RollinThundr wrote on Nov 17, 2012, 17:23:
Scottish Martial Arts wrote on Nov 17, 2012, 17:12:
Other Congresses and Administrations, both Democrat and Republican in the past have been able to negotiate and compromise to pass budgets without one side having total dominion of the legislative branch.

Politifact says:

Ornstein referred us to the gridlock of 2011 that resulted from the debate over raising the debt ceiling. The budget control act, which was passed to avoid a default on our debt and signed by Obama wasn’t a traditional budget resolution, Ornstein said. But he noted: "That was actually a budget adopted by a president."
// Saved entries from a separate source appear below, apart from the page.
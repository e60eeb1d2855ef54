use anyhow::{bail, Context, Result};
use chrono::{Local, TimeZone};

use crate::app::App;
use crate::OutputFormat;

fn format_timestamp(millis: i64) -> String {
    Local
        .timestamp_millis_opt(millis)
        .single()
        .map(|dt| dt.format("%Y-%m-%d %H:%M").to_string())
        .unwrap_or_else(|| "unknown".to_string())
}

pub fn run_list(
    app: &App,
    limit: Option<usize>,
    search: Option<&str>,
    format: &OutputFormat,
) -> Result<()> {
    let mut history = match search {
        Some(query) => app
            .vocabulary
            .search_history(query)
            .context("Failed to search translation history")?,
        None => app.list_history()?,
    };
    if let Some(limit) = limit {
        history.truncate(limit);
    }

    match format {
        OutputFormat::Json => {
            println!("{}", serde_json::to_string_pretty(&history)?);
        }
        OutputFormat::Plain => {
            if history.is_empty() {
                match search {
                    Some(query) => println!("(no translations matching \"{}\")", query),
                    None => println!("(no translations yet)"),
                }
                return Ok(());
            }
            for t in &history {
                if t.part_of_speech.is_empty() {
                    println!("{} → {}", t.word, t.translation);
                } else {
                    println!("{} → {} ({})", t.word, t.translation, t.part_of_speech);
                }
                if !t.example.is_empty() {
                    println!("    {}", t.example);
                }
                if !t.example_translation.is_empty() {
                    println!("    {}", t.example_translation);
                }
                println!("    {}  {}", format_timestamp(t.timestamp), t.id);
            }
        }
    }

    Ok(())
}

pub fn run_delete(app: &App, target: &str, format: &OutputFormat) -> Result<()> {
    let record = app.find_translation(target)?;

    let deleted = app
        .vocabulary
        .delete_translation(&record.id)
        .context("Failed to delete translation")?;
    if !deleted {
        bail!("Translation history is corrupted. Nothing was deleted.");
    }

    match format {
        OutputFormat::Json => {
            let output = serde_json::json!({
                "deleted": record.id,
                "word": record.word,
            });
            println!("{}", serde_json::to_string_pretty(&output)?);
        }
        OutputFormat::Plain => {
            println!("Deleted \"{}\" ({})", record.word, record.id);
        }
    }

    Ok(())
}

pub fn run_clear(app: &App, format: &OutputFormat) -> Result<()> {
    app.vocabulary
        .clear_history()
        .context("Failed to clear history")?;

    match format {
        OutputFormat::Json => println!("{}", serde_json::json!({ "cleared": true })),
        OutputFormat::Plain => println!("History cleared"),
    }

    Ok(())
}
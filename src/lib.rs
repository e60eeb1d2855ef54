//! Vocabulary builder core
//!
//! Translated words are kept in a local history and reviewed later as
//! spaced-repetition flashcards. Both collections live in a key-value store
//! that is never overwritten once it has been found corrupted.

pub mod config;
pub mod flashcards;
pub mod history;
pub mod store;
pub mod translate;
pub mod validation;
pub mod vocabulary;

pub use config::Config;
pub use vocabulary::Vocabulary;

/// Current time in milliseconds since the epoch
pub fn now_millis() -> i64 {
    chrono::Utc::now().timestamp_millis()
}
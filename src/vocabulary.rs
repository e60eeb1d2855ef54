//! Entry point used by front ends
//!
//! Wires the history and progress repositories to one backend and exposes
//! the operations a front end needs: history CRUD, session building, rating.

use std::collections::HashSet;
use std::sync::Arc;

use rand::Rng;

use crate::config::{Config, ConfigError};
use crate::flashcards::{
    self, build_session, ProgressStorage, Rating, ReviewProgress, ReviewSession, ReviewStats,
    Session, SESSION_SIZE,
};
use crate::history::{HistoryStorage, TranslationRecord};
use crate::store::{DurableStore, FileStore, KeyValueStore, Result};

pub struct Vocabulary {
    history: HistoryStorage,
    progress: ProgressStorage,
    session_size: usize,
}

impl Vocabulary {
    pub fn new(backend: Arc<dyn KeyValueStore>) -> Self {
        let store = DurableStore::new(backend);
        Self {
            history: HistoryStorage::new(store.clone()),
            progress: ProgressStorage::new(store),
            session_size: SESSION_SIZE,
        }
    }

    /// Open the file-backed store described by `config`
    pub fn open(config: &Config) -> std::result::Result<Self, ConfigError> {
        let data_dir = config.resolve_data_dir()?;
        let mut vocabulary = Self::new(Arc::new(FileStore::new(data_dir)));
        vocabulary.session_size = config.session_size;
        Ok(vocabulary)
    }

    pub fn with_session_size(mut self, session_size: usize) -> Self {
        self.session_size = session_size;
        self
    }

    pub fn history(&self) -> &HistoryStorage {
        &self.history
    }

    pub fn progress(&self) -> &ProgressStorage {
        &self.progress
    }

    // ==================== History ====================

    pub fn list_history(&self) -> Result<Vec<TranslationRecord>> {
        self.history.list()
    }

    pub fn search_history(&self, query: &str) -> Result<Vec<TranslationRecord>> {
        self.history.search(query)
    }

    pub fn save_translation(&self, record: &TranslationRecord) -> Result<bool> {
        self.history.save(record)
    }

    pub fn delete_translation(&self, id: &str) -> Result<bool> {
        self.history.delete_by_id(id)
    }

    pub fn clear_history(&self) -> Result<()> {
        self.history.clear()
    }

    // ==================== Review ====================

    pub fn build_session(&self, now: i64) -> Result<Session> {
        self.build_session_with_rng(now, &mut rand::thread_rng())
    }

    pub fn build_session_with_rng<R: Rng + ?Sized>(&self, now: i64, rng: &mut R) -> Result<Session> {
        let history = self.history.list()?;
        let progress = self.progress.get_all()?;
        let session = build_session(&history, progress, now, self.session_size, rng);
        log::info!(
            "Built review session with {} of {} words",
            session.cards.len(),
            history.len()
        );
        Ok(session)
    }

    /// Build a session and load it into a fresh review state machine
    pub fn start_review(&self, now: i64) -> Result<ReviewSession> {
        let session = self.build_session(now)?;
        Ok(ReviewSession::loaded(session))
    }

    pub fn save_progress(&self, progress: &ReviewProgress) -> Result<bool> {
        self.progress.save(progress)
    }

    pub fn apply_rating(&self, progress: &ReviewProgress, rating: Rating, now: i64) -> ReviewProgress {
        flashcards::apply_rating(progress, rating, now)
    }

    /// Rate a word outside of a session and persist the result.
    ///
    /// `Ok(None)` when the word is not in history or progress storage refused
    /// the write.
    pub fn rate_word(&self, word: &str, rating: Rating, now: i64) -> Result<Option<ReviewProgress>> {
        if self.history.find_by_word(word)?.is_none() {
            return Ok(None);
        }
        let existing = self
            .progress
            .get(word)?
            .unwrap_or_else(|| ReviewProgress::fresh(word));
        let updated = self.apply_rating(&existing, rating, now);
        Ok(self.progress.save(&updated)?.then_some(updated))
    }

    pub fn review_stats(&self, now: i64) -> Result<ReviewStats> {
        let history = self.history.list()?;
        let progress = self.progress.get_all()?;

        let mut stats = ReviewStats {
            total_words: history.len(),
            ..ReviewStats::default()
        };

        for record in &history {
            match progress.get(&record.word) {
                None => stats.unseen += 1,
                Some(p) if p.is_due(now) => stats.due += 1,
                Some(_) => stats.scheduled += 1,
            }
        }

        let words: HashSet<&str> = history.iter().map(|t| t.word.as_str()).collect();
        stats.orphaned_progress = progress
            .keys()
            .filter(|word| !words.contains(word.as_str()))
            .count();

        Ok(stats)
    }
}
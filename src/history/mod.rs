//! Translation history
//!
//! This module provides:
//! - The persisted translation record
//! - History CRUD with de-duplication by word and corruption guards

pub mod models;
pub mod storage;

pub use models::*;
pub use storage::{HistoryStorage, HISTORY_KEY};
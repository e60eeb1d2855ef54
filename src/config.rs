//! User configuration
//!
//! Read from `config.toml` in the data directory:
//! ```toml
//! data_dir = "/custom/path"
//! api_key = "..."
//! session_size = 10
//! ```
//! `VOCABUILDER_API_KEY` overrides the configured key.

use std::fs;
use std::io::ErrorKind;
use std::path::{Path, PathBuf};

use serde::{Deserialize, Serialize};
use thiserror::Error;

use crate::flashcards::SESSION_SIZE;
use crate::store::FileStore;

pub const CONFIG_FILE_NAME: &str = "config.toml";

/// Environment variable that overrides `api_key`
pub const API_KEY_ENV: &str = "VOCABUILDER_API_KEY";

#[derive(Error, Debug)]
pub enum ConfigError {
    #[error("IO error reading {path:?}: {source}")]
    Io {
        path: PathBuf,
        source: std::io::Error,
    },

    #[error("Invalid config file {path:?}: {source}")]
    Parse {
        path: PathBuf,
        source: toml::de::Error,
    },

    #[error("session_size must be at least 1")]
    InvalidSessionSize,

    #[error("Data directory not found")]
    DataDirNotFound,
}

#[derive(Debug, Clone, PartialEq, Eq, Serialize, Deserialize)]
#[serde(default, deny_unknown_fields)]
pub struct Config {
    /// Where collections are stored; defaults to the platform data directory
    #[serde(skip_serializing_if = "Option::is_none")]
    pub data_dir: Option<PathBuf>,
    /// Translation provider key
    #[serde(skip_serializing_if = "Option::is_none")]
    pub api_key: Option<String>,
    /// Maximum cards per review session
    pub session_size: usize,
}

impl Default for Config {
    fn default() -> Self {
        Self {
            data_dir: None,
            api_key: None,
            session_size: SESSION_SIZE,
        }
    }
}

impl Config {
    /// Load `config.toml` from the default data directory
    pub fn load() -> Result<Self, ConfigError> {
        let dir = FileStore::default_data_dir().map_err(|_| ConfigError::DataDirNotFound)?;
        let mut config = Self::load_from(&dir.join(CONFIG_FILE_NAME))?;
        config.apply_env(std::env::var(API_KEY_ENV).ok());
        Ok(config)
    }

    /// Load a config file; a missing file gives the defaults
    pub fn load_from(path: &Path) -> Result<Self, ConfigError> {
        let content = match fs::read_to_string(path) {
            Ok(content) => content,
            Err(e) if e.kind() == ErrorKind::NotFound => return Ok(Self::default()),
            Err(source) => {
                return Err(ConfigError::Io {
                    path: path.to_path_buf(),
                    source,
                })
            }
        };
        Self::parse(&content).map_err(|e| match e {
            ParseFailure::Toml(source) => ConfigError::Parse {
                path: path.to_path_buf(),
                source,
            },
            ParseFailure::Invalid(e) => e,
        })
    }

    fn parse(content: &str) -> Result<Self, ParseFailure> {
        let config: Config = toml::from_str(content).map_err(ParseFailure::Toml)?;
        if config.session_size == 0 {
            return Err(ParseFailure::Invalid(ConfigError::InvalidSessionSize));
        }
        Ok(config)
    }

    fn apply_env(&mut self, api_key: Option<String>) {
        if let Some(key) = api_key.filter(|k| !k.trim().is_empty()) {
            self.api_key = Some(key);
        }
    }

    /// Configured data directory, or the platform default
    pub fn resolve_data_dir(&self) -> Result<PathBuf, ConfigError> {
        match &self.data_dir {
            Some(dir) => Ok(dir.clone()),
            None => FileStore::default_data_dir().map_err(|_| ConfigError::DataDirNotFound),
        }
    }
}

#[derive(Debug)]
enum ParseFailure {
    Toml(toml::de::Error),
    Invalid(ConfigError),
}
Ornstein also noted that during George W. Bush’s presidency, there were years that Democrats in Congress failed to pass joint resolutions.

"To suggest that was Bush not passing a budget would be a misstatement," Ornstein said. He called Romney’s rap on Obama "at best a gross exaggeration."


In his speech, Romney faulted Obama for failing to pass a budget. He was correct that the two times Congress voted on the president’s budget requests, both times they were voted down. But the job of passing a budget resolution is not the president’s. That responsibility falls to Congress, and even then the president doesn’t sign it. As Ellis, our expert, put it: "The president has no role in passing a budget. The president can cajole Congress about passing a budget and advocate for positions and funding levels, but in the end, Congress approves the budget resolution for their own purposes." That’s the difference between this and other claims we’ve rated which blamed Congress for inaction on the budget.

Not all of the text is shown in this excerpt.